TASK DESCRIPTION: Every line below must be given again exactly.

PROVIDED ENTRIES:
============

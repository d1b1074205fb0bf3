//! Host capabilities, resolved once per session.
//!
//! Each capability is an explicit optional with a documented fallback, so the
//! detectors branch on presence instead of probing the host repeatedly:
//!
//! | capability | fallback when absent |
//! |------------|----------------------|
//! | rendering backend | fingerprint with confidence 20 and `no-rendering-context` |
//! | trap host (decoy mounting) | hidden-field and invisible-link decoys are not mounted |
//! | clock | monotonic wall clock starting at session creation |
//! | benchmark clock | the session clock |

use crate::clock::{Clock, MonotonicClock};
use crate::detectors::RenderBackend;
use crate::traps::TrapHost;
use serde::{Deserialize, Serialize};
use std::sync::Arc;

/// Coarse environment descriptors used for fingerprinting and challenges.
#[derive(Debug, Clone, Default, PartialEq, Eq, Serialize, Deserialize)]
#[serde(rename_all = "camelCase", default)]
pub struct EnvironmentDescriptor {
    pub locale: Option<String>,
    pub logical_cores: Option<u32>,
    pub screen_width: Option<u32>,
    pub screen_height: Option<u32>,
}

impl EnvironmentDescriptor {
    /// Stable textual summary; absent values render as `?`.
    pub fn summary(&self) -> String {
        fn or_unknown<T: ToString>(value: &Option<T>) -> String {
            value.as_ref().map(|v| v.to_string()).unwrap_or_else(|| "?".to_string())
        }

        format!(
            "{}|{}|{}x{}",
            or_unknown(&self.locale),
            or_unknown(&self.logical_cores),
            or_unknown(&self.screen_width),
            or_unknown(&self.screen_height)
        )
    }
}

/// Everything the Shield takes from its host.
pub struct Environment {
    pub descriptor: EnvironmentDescriptor,
    pub render: Option<Arc<dyn RenderBackend>>,
    pub host: Option<Box<dyn TrapHost>>,
    pub clock: Arc<dyn Clock>,
    pub benchmark_clock: Option<Arc<dyn Clock>>,
}

impl Environment {
    /// No host capabilities; every signal falls back to its neutral default.
    pub fn headless() -> Self {
        Self {
            descriptor: EnvironmentDescriptor::default(),
            render: None,
            host: None,
            clock: Arc::new(MonotonicClock::new()),
            benchmark_clock: None,
        }
    }

    pub fn with_descriptor(mut self, descriptor: EnvironmentDescriptor) -> Self {
        self.descriptor = descriptor;
        self
    }

    pub fn with_render_backend(mut self, backend: Arc<dyn RenderBackend>) -> Self {
        self.render = Some(backend);
        self
    }

    pub fn with_trap_host(mut self, host: Box<dyn TrapHost>) -> Self {
        self.host = Some(host);
        self
    }

    pub fn with_clock(mut self, clock: Arc<dyn Clock>) -> Self {
        self.clock = clock;
        self
    }

    /// Time the rendering benchmark with a separate clock.
    pub fn with_benchmark_clock(mut self, clock: Arc<dyn Clock>) -> Self {
        self.benchmark_clock = Some(clock);
        self
    }

    /// Presence flags for logging and diagnostics.
    pub fn capabilities(&self) -> Capabilities {
        Capabilities {
            rendering: self.render.is_some(),
            trap_host: self.host.is_some(),
        }
    }
}

impl Default for Environment {
    fn default() -> Self {
        Self::headless()
    }
}

/// Which optional host capabilities were provided.
#[derive(Debug, Clone, Copy, Default, PartialEq, Eq, Serialize, Deserialize)]
#[serde(rename_all = "camelCase")]
pub struct Capabilities {
    pub rendering: bool,
    pub trap_host: bool,
}

#[cfg(test)]
mod tests {
    use super::*;

    #[test]
    fn test_summary() {
        let descriptor = EnvironmentDescriptor {
            locale: Some("en-US".to_string()),
            logical_cores: Some(8),
            screen_width: Some(2560),
            screen_height: Some(1440),
        };
        assert_eq!(descriptor.summary(), "en-US|8|2560x1440");
        assert_eq!(EnvironmentDescriptor::default().summary(), "?|?|?x?");
    }

    #[test]
    fn test_headless_capabilities() {
        let env = Environment::headless();
        assert_eq!(env.capabilities(), Capabilities::default());
    }

    #[test]
    fn test_descriptor_wire_names() {
        let json = r#"{"locale": "de-DE", "logicalCores": 4, "screenWidth": 1920}"#;
        let descriptor: EnvironmentDescriptor = serde_json::from_str(json).unwrap();
        assert_eq!(descriptor.logical_cores, Some(4));
        assert_eq!(descriptor.screen_height, None);
    }
}
//! Monotonic time sources.

use std::sync::atomic::{AtomicU64, Ordering};
use std::time::Instant;

/// Source of monotonic, sub-millisecond timestamps.
pub trait Clock: Send + Sync {
    /// Milliseconds since the clock's origin.
    fn now_ms(&self) -> f64;
}

/// Wall-clock backed monotonic clock. The origin is the moment of creation,
/// which for a session is roughly page load.
#[derive(Debug)]
pub struct MonotonicClock {
    origin: Instant,
}

impl MonotonicClock {
    pub fn new() -> Self {
        Self {
            origin: Instant::now(),
        }
    }
}

impl Default for MonotonicClock {
    fn default() -> Self {
        Self::new()
    }
}

impl Clock for MonotonicClock {
    fn now_ms(&self) -> f64 {
        self.origin.elapsed().as_secs_f64() * 1000.0
    }
}

/// Manually driven clock for replay and tests.
///
/// Stores the f64 bit pattern in an atomic so it can be shared between the
/// session and a benchmark running on a blocking worker.
#[derive(Debug, Default)]
pub struct ManualClock {
    now_bits: AtomicU64,
}

impl ManualClock {
    pub fn new(start_ms: f64) -> Self {
        Self {
            now_bits: AtomicU64::new(start_ms.to_bits()),
        }
    }

    /// Move the clock forward. Negative or non-finite steps are ignored.
    pub fn advance(&self, ms: f64) {
        if !ms.is_finite() || ms <= 0.0 {
            return;
        }
        let _ = self
            .now_bits
            .fetch_update(Ordering::SeqCst, Ordering::SeqCst, |bits| {
                Some((f64::from_bits(bits) + ms).to_bits())
            });
    }

    /// Jump to an absolute time. Never moves backwards.
    pub fn set(&self, ms: f64) {
        if !ms.is_finite() {
            return;
        }
        let _ = self
            .now_bits
            .fetch_update(Ordering::SeqCst, Ordering::SeqCst, |bits| {
                let current = f64::from_bits(bits);
                (ms > current).then(|| ms.to_bits())
            });
    }
}

impl Clock for ManualClock {
    fn now_ms(&self) -> f64 {
        f64::from_bits(self.now_bits.load(Ordering::SeqCst))
    }
}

============

RESPONSE AREA:
repository d1b1074205fb0bf3
//! Host capabilities, resolved once per session.
//!
//! Each capability is an explicit optional with a documented fallback, so the
//! detectors branch on presence instead of probing the host repeatedly:
//!
//! | capability | fallback when absent |
//! |------------|----------------------|
//! | rendering backend | fingerprint with confidence 20 and `no-rendering-context` |
//! | trap host (decoy mounting) | hidden-field and invisible-link decoys are not mounted |
//! | clock | monotonic wall clock starting at session creation |
//! | benchmark clock | the session clock |

use crate::clock::{Clock, MonotonicClock};
use crate::detectors::RenderBackend;
use crate::traps::TrapHost;
use serde::{Deserialize, Serialize};
use std::sync::Arc;

/// Coarse environment descriptors used for fingerprinting and challenges.
#[derive(Debug, Clone, Default, PartialEq, Eq, Serialize, Deserialize)]
#[serde(rename_all = "camelCase", default)]
pub struct EnvironmentDescriptor {
    pub locale: Option<String>,
    pub logical_cores: Option<u32>,
    pub screen_width: Option<u32>,
    pub screen_height: Option<u32>,
}

impl EnvironmentDescriptor {
    /// Stable textual summary; absent values render as `?`.
    pub fn summary(&self) -> String {
        fn or_unknown<T: ToString>(value: &Option<T>) -> String {
            value.as_ref().map(|v| v.to_string()).unwrap_or_else(|| "?".to_string())
        }

        format!(
            "{}|{}|{}x{}",
            or_unknown(&self.locale),
            or_unknown(&self.logical_cores),
            or_unknown(&self.screen_width),
            or_unknown(&self.screen_height)
        )
    }
}

/// Everything the Shield takes from its host.
pub struct Environment {
    pub descriptor: EnvironmentDescriptor,
    pub render: Option<Arc<dyn RenderBackend>>,
    pub host: Option<Box<dyn TrapHost>>,
    pub clock: Arc<dyn Clock>,
    pub benchmark_clock: Option<Arc<dyn Clock>>,
}

impl Environment {
    /// No host capabilities; every signal falls back to its neutral default.
    pub fn headless() -> Self {
        Self {
            descriptor: EnvironmentDescriptor::default(),
            render: None,
            host: None,
            clock: Arc::new(MonotonicClock::new()),
            benchmark_clock: None,
        }
    }

    pub fn with_descriptor(mut self, descriptor: EnvironmentDescriptor) -> Self {
        self.descriptor = descriptor;
        self
    }

    pub fn with_render_backend(mut self, backend: Arc<dyn RenderBackend>) -> Self {
        self.render = Some(backend);
        self
    }

    pub fn with_trap_host(mut self, host: Box<dyn TrapHost>) -> Self {
        self.host = Some(host);
        self
    }

    pub fn with_clock(mut self, clock: Arc<dyn Clock>) -> Self {
        self.clock = clock;
        self
    }

    /// Time the rendering benchmark with a separate clock.
    pub fn with_benchmark_clock(mut self, clock: Arc<dyn Clock>) -> Self {
        self.benchmark_clock = Some(clock);
        self
    }

    /// Presence flags for logging and diagnostics.
    pub fn capabilities(&self) -> Capabilities {
        Capabilities {
            rendering: self.render.is_some(),
            trap_host: self.host.is_some(),
        }
    }
}

impl Default for Environment {
    fn default() -> Self {
        Self::headless()
    }
}

/// Which optional host capabilities were provided.
#[derive(Debug, Clone, Copy, Default, PartialEq, Eq, Serialize, Deserialize)]
#[serde(rename_all = "camelCase")]
pub struct Capabilities {
    pub rendering: bool,
    pub trap_host: bool,
}

#[cfg(test)]
mod tests {
    use super::*;

    #[test]
    fn test_summary() {
        let descriptor = EnvironmentDescriptor {
            locale: Some("en-US".to_string()),
            logical_cores: Some(8),
            screen_width: Some(2560),
            screen_height: Some(1440),
        };
        assert_eq!(descriptor.summary(), "en-US|8|2560x1440");
        assert_eq!(EnvironmentDescriptor::default().summary(), "?|?|?x?");
    }

    #[test]
    fn test_headless_capabilities() {
        let env = Environment::headless();
        assert_eq!(env.capabilities(), Capabilities::default());
    }

    #[test]
    fn test_descriptor_wire_names() {
        let json = r#"{"locale": "de-DE", "logicalCores": 4, "screenWidth": 1920}"#;
        let descriptor: EnvironmentDescriptor = serde_json::from_str(json).unwrap();
        assert_eq!(descriptor.logical_cores, Some(4));
        assert_eq!(descriptor.screen_height, None);
    }
}
//! Monotonic time sources.

use std::sync::atomic::{AtomicU64, Ordering};
use std::time::Instant;

/// Source of monotonic, sub-millisecond timestamps.
pub trait Clock: Send + Sync {
    /// Milliseconds since the clock's origin.
    fn now_ms(&self) -> f64;
}

/// Wall-clock backed monotonic clock. The origin is the moment of creation,
/// which for a session is roughly page load.
#[derive(Debug)]
pub struct MonotonicClock {
    origin: Instant,
}

impl MonotonicClock {
    pub fn new() -> Self {
        Self {
            origin: Instant::now(),
        }
    }
}

impl Default for MonotonicClock {
    fn default() -> Self {
        Self::new()
    }
}

impl Clock for MonotonicClock {
    fn now_ms(&self) -> f64 {
        self.origin.elapsed().as_secs_f64() * 1000.0
    }
}

/// Manually driven clock for replay and tests.
///
/// Stores the f64 bit pattern in an atomic so it can be shared between the
/// session and a benchmark running on a blocking worker.
#[derive(Debug, Default)]
pub struct ManualClock {
    now_bits: AtomicU64,
}

impl ManualClock {
    pub fn new(start_ms: f64) -> Self {
        Self {
            now_bits: AtomicU64::new(start_ms.to_bits()),
        }
    }

    /// Move the clock forward. Negative or non-finite steps are ignored.
    pub fn advance(&self, ms: f64) {
        if !ms.is_finite() || ms <= 0.0 {
            return;
        }
        let _ = self
            .now_bits
            .fetch_update(Ordering::SeqCst, Ordering::SeqCst, |bits| {
                Some((f64::from_bits(bits) + ms).to_bits())
            });
    }

    /// Jump to an absolute time. Never moves backwards.
    pub fn set(&self, ms: f64) {
        if !ms.is_finite() {
            return;
        }
        let _ = self
            .now_bits
            .fetch_update(Ordering::SeqCst, Ordering::SeqCst, |bits| {
                let current = f64::from_bits(bits);
                (ms > current).then(|| ms.to_bits())
            });
    }
}

impl Clock for ManualClock {
    fn now_ms(&self) -> f64 {
        f64::from_bits(self.now_bits.load(Ordering::SeqCst))
    }
}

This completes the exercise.